### EXERCISE REQUIREMENTS
Copy, in full, each line of the material that holds the word "where".

*** Block opens ***

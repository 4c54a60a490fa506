//! Query interface for the schema knowledge graph.
//!
//! Path search runs over table nodes only - column nodes never take part
//! in traversal. Relationship edges are directional in meaning but
//! traversable both ways for reachability, with the edge re-oriented
//! along the traversal so join-clause synthesis stays uniform.

use petgraph::graph::NodeIndex;
use petgraph::visit::EdgeRef;
use petgraph::Direction;
use std::collections::{HashMap, HashSet, VecDeque};

use super::types::{Path, RelationshipEdge, SchemaEdge};
use super::SchemaGraph;

/// Declared relationships touching a table, split by orientation.
#[derive(Debug, Clone, Default, PartialEq)]
pub struct TableRelationships {
    /// Edges where the table is the parent side
    pub outgoing: Vec<RelationshipEdge>,
    /// Edges where the table is the child side
    pub incoming: Vec<RelationshipEdge>,
}

impl SchemaGraph {
    /// Find the shortest join path between two tables.
    ///
    /// BFS over relationship edges, both directions. Ties among
    /// equal-length paths go to the first path found, which follows edge
    /// insertion order - deterministic for a given schema description but
    /// not otherwise meaningful. Unknown or unreachable pairs yield
    /// `None`, not an error.
    pub fn find_shortest_path(&self, from: &str, to: &str) -> Option<Path> {
        let from_idx = *self.table_index().get(from)?;
        let to_idx = *self.table_index().get(to)?;

        if from_idx == to_idx {
            return Some(Path {
                tables: vec![from.to_string()],
                edges: vec![],
            });
        }

        // Parent map records how each table was reached: predecessor index
        // plus the traversal-oriented edge.
        let mut parent: HashMap<NodeIndex, (NodeIndex, RelationshipEdge)> = HashMap::new();
        let mut visited = HashSet::new();
        let mut queue = VecDeque::new();

        queue.push_back(from_idx);
        visited.insert(from_idx);

        while let Some(current) = queue.pop_front() {
            if current == to_idx {
                return Some(self.reconstruct_path(from_idx, to_idx, &parent));
            }

            for (neighbor, edge) in self.relationship_neighbors(current) {
                if visited.insert(neighbor) {
                    parent.insert(neighbor, (current, edge));
                    queue.push_back(neighbor);
                }
            }
        }

        None
    }

    /// Enumerate all simple paths between two tables, up to `max_depth`
    /// edges, ordered ascending by length.
    ///
    /// Returns an empty list when no path exists within the bound.
    pub fn find_all_paths(&self, from: &str, to: &str, max_depth: usize) -> Vec<Path> {
        let (Some(&from_idx), Some(&to_idx)) =
            (self.table_index().get(from), self.table_index().get(to))
        else {
            return vec![];
        };

        let mut paths = Vec::new();
        let mut visited = HashSet::new();
        visited.insert(from_idx);
        let mut tables = vec![from.to_string()];
        let mut edges = Vec::new();

        self.collect_paths(
            from_idx,
            to_idx,
            max_depth,
            &mut visited,
            &mut tables,
            &mut edges,
            &mut paths,
        );

        // Stable sort keeps discovery order within each length class.
        paths.sort_by_key(|p| p.len());
        paths
    }

    /// Depth-first enumeration of simple paths. Termination is guaranteed
    /// by the visited set and the depth bound.
    #[allow(clippy::too_many_arguments)]
    fn collect_paths(
        &self,
        current: NodeIndex,
        target: NodeIndex,
        max_depth: usize,
        visited: &mut HashSet<NodeIndex>,
        tables: &mut Vec<String>,
        edges: &mut Vec<RelationshipEdge>,
        paths: &mut Vec<Path>,
    ) {
        if current == target && !edges.is_empty() {
            paths.push(Path {
                tables: tables.clone(),
                edges: edges.clone(),
            });
            return;
        }
        if edges.len() >= max_depth {
            return;
        }

        for (neighbor, edge) in self.relationship_neighbors(current) {
            if visited.contains(&neighbor) {
                continue;
            }
            visited.insert(neighbor);
            tables.push(edge.to_table.clone());
            edges.push(edge);

            self.collect_paths(neighbor, target, max_depth, visited, tables, edges, paths);

            edges.pop();
            tables.pop();
            visited.remove(&neighbor);
        }
    }

    /// One JOIN clause per path edge, in traversal order.
    ///
    /// Edges with declared join columns emit
    /// `JOIN <to> ON <from>.<col> = <to>.<col>`. An edge without them
    /// falls back to the `<from>.id = <to>.<from>_id` naming convention -
    /// a heuristic, not a verified mapping; the validator will still
    /// check the columns it names.
    pub fn join_path_sql(&self, path: &Path) -> Vec<String> {
        path.edges
            .iter()
            .map(|edge| {
                let (from_col, to_col) = match (&edge.from_column, &edge.to_column) {
                    (Some(f), Some(t)) => (f.clone(), t.clone()),
                    _ => ("id".to_string(), format!("{}_id", edge.from_table)),
                };
                format!(
                    "JOIN {} ON {}.{} = {}.{}",
                    edge.to_table, edge.from_table, from_col, edge.to_table, to_col
                )
            })
            .collect()
    }

    /// All declared relationships where `table` is the parent (outgoing)
    /// or the child (incoming) side. Uses declaration orientation, not
    /// traversal orientation.
    pub fn table_relationships(&self, table: &str) -> TableRelationships {
        let mut rels = TableRelationships::default();
        for edge_ref in self.graph_ref().edge_references() {
            if let SchemaEdge::Relates(rel) = edge_ref.weight() {
                if rel.from_table == table {
                    rels.outgoing.push(rel.clone());
                }
                if rel.to_table == table {
                    rels.incoming.push(rel.clone());
                }
            }
        }
        rels
    }

    /// Relationship-edge neighbors of a table node, with each edge
    /// oriented along the traversal direction.
    fn relationship_neighbors(
        &self,
        current: NodeIndex,
    ) -> impl Iterator<Item = (NodeIndex, RelationshipEdge)> + '_ {
        let forward = self
            .graph_ref()
            .edges_directed(current, Direction::Outgoing)
            .filter_map(|e| match e.weight() {
                SchemaEdge::Relates(rel) => Some((e.target(), rel.clone())),
                _ => None,
            });
        let backward = self
            .graph_ref()
            .edges_directed(current, Direction::Incoming)
            .filter_map(|e| match e.weight() {
                SchemaEdge::Relates(rel) => Some((e.source(), rel.reversed())),
                _ => None,
            });
        forward.chain(backward)
    }

    /// Rebuild the path from the BFS parent map.
    fn reconstruct_path(
        &self,
        from_idx: NodeIndex,
        to_idx: NodeIndex,
        parent: &HashMap<NodeIndex, (NodeIndex, RelationshipEdge)>,
    ) -> Path {
        let mut edges = Vec::new();
        let mut current = to_idx;

        while current != from_idx {
            let Some((prev, edge)) = parent.get(&current) else {
                break;
            };
            edges.push(edge.clone());
            current = *prev;
        }
        edges.reverse();

        let mut tables = Vec::with_capacity(edges.len() + 1);
        if let Some(first) = edges.first() {
            tables.push(first.from_table.clone());
        }
        for edge in &edges {
            tables.push(edge.to_table.clone());
        }

        Path { tables, edges }
    }
}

*** Block closes ***

### ANSWER TO THIS PROBLEM
    /// Edges where the table is the parent side
    /// Edges where the table is the child side
    /// All declared relationships where `table` is the parent (outgoing)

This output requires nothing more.